Work instructions: Among the lines below, restate word for word only those from the line with "#[cfg(test)]" through the line with "async fn decode(bytes: &[u8])", with both end lines kept.

Segment Open

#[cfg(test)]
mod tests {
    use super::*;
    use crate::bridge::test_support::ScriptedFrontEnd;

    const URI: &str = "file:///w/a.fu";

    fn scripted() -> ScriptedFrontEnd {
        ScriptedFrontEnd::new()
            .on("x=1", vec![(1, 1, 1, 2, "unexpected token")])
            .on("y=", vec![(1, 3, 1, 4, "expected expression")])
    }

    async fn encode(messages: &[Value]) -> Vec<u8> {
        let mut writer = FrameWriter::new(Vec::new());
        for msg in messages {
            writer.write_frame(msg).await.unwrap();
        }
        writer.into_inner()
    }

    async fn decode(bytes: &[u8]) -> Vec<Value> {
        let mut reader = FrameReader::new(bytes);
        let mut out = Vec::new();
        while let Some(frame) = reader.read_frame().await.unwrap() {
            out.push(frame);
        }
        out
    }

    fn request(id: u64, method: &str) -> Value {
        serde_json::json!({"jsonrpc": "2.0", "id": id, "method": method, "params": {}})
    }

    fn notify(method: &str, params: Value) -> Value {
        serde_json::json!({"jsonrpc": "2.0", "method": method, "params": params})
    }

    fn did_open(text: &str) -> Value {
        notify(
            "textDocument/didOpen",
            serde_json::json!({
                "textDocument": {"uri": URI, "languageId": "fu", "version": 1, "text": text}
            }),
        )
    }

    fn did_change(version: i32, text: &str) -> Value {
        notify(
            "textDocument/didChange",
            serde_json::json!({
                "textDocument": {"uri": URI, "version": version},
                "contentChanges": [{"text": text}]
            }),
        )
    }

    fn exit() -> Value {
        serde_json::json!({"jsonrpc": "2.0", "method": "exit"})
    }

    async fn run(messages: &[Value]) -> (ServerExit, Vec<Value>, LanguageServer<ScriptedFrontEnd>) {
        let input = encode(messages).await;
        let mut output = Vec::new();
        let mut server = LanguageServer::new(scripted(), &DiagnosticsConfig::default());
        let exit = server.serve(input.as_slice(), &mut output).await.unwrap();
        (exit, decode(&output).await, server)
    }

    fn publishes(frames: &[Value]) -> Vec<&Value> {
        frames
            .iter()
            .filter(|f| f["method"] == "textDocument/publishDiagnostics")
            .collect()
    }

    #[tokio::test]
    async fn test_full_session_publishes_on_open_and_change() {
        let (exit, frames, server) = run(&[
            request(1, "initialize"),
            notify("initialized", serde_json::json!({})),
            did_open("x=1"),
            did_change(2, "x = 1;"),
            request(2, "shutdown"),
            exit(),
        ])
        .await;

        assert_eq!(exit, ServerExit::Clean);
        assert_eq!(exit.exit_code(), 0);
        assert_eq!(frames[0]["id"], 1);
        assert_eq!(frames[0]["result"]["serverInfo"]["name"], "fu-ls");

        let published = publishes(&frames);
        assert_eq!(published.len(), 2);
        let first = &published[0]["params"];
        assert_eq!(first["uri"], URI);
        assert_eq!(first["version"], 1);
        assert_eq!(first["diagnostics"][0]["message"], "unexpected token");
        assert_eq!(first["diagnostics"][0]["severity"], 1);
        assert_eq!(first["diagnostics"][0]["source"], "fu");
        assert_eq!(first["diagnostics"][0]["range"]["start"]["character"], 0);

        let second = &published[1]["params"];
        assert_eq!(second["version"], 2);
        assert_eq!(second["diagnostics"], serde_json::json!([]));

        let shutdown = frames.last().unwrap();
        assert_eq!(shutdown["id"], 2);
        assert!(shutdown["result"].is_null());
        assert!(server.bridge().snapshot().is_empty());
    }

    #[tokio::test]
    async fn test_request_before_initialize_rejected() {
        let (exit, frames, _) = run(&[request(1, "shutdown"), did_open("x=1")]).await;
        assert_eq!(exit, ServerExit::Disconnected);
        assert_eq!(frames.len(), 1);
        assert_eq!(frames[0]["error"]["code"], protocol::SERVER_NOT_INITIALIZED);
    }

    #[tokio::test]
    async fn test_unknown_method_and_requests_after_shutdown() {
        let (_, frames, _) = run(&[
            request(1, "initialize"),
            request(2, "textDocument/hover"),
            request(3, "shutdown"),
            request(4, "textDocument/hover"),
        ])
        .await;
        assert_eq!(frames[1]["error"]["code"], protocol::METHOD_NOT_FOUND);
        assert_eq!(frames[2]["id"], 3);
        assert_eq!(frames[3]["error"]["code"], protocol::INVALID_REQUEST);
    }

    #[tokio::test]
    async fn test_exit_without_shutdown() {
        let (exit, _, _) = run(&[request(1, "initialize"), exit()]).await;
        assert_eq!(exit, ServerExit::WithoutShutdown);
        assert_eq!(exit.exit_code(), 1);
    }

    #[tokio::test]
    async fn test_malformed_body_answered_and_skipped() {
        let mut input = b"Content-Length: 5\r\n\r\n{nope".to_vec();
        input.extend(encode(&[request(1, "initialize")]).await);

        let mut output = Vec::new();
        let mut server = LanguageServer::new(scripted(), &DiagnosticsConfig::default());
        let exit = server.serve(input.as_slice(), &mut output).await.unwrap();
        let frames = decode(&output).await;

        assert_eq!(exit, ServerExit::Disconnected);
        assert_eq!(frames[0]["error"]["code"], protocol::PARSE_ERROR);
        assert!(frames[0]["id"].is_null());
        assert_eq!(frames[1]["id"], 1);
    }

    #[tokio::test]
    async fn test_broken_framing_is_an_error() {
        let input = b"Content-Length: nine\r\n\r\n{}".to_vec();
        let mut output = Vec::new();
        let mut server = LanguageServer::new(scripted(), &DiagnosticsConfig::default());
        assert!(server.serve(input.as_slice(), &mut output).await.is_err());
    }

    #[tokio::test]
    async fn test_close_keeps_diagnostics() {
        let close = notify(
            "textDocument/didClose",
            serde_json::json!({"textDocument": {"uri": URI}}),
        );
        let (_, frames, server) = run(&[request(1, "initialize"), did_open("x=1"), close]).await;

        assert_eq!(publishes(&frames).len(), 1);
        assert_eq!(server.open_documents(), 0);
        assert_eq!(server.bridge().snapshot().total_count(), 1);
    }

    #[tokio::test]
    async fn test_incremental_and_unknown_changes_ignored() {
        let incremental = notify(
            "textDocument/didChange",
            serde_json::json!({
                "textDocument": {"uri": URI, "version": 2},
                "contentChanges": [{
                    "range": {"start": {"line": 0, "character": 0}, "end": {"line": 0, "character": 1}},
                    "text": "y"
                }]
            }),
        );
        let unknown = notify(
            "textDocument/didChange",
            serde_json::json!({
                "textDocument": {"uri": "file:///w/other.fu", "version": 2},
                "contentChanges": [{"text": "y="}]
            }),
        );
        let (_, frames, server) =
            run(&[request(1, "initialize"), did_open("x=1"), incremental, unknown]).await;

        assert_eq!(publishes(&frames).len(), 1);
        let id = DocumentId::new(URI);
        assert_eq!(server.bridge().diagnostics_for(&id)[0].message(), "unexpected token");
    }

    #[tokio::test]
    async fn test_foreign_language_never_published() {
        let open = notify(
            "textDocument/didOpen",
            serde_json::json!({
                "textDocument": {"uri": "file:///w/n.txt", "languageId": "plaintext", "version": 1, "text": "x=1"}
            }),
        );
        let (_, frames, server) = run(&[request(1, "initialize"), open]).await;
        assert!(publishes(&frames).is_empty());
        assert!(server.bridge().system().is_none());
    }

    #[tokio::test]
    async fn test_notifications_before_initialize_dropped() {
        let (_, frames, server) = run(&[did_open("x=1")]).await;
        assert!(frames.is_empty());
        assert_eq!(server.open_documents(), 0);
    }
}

Segment Closed
Segment Open

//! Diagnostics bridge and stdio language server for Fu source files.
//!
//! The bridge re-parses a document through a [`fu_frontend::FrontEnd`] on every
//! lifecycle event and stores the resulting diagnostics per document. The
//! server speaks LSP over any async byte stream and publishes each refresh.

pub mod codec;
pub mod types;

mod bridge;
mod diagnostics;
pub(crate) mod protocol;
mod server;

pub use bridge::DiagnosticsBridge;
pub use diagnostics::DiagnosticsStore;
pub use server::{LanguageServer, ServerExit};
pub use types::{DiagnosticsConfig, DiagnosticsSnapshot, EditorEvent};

Segment Closed

Answer:
#[cfg(test)]
mod tests {
    use super::*;
    use crate::bridge::test_support::ScriptedFrontEnd;

    const URI: &str = "file:///w/a.fu";

    fn scripted() -> ScriptedFrontEnd {
        ScriptedFrontEnd::new()
            .on("x=1", vec![(1, 1, 1, 2, "unexpected token")])
            .on("y=", vec![(1, 3, 1, 4, "expected expression")])
    }

    async fn encode(messages: &[Value]) -> Vec<u8> {
        let mut writer = FrameWriter::new(Vec::new());
        for msg in messages {
            writer.write_frame(msg).await.unwrap();
        }
        writer.into_inner()
    }

    async fn decode(bytes: &[u8]) -> Vec<Value> {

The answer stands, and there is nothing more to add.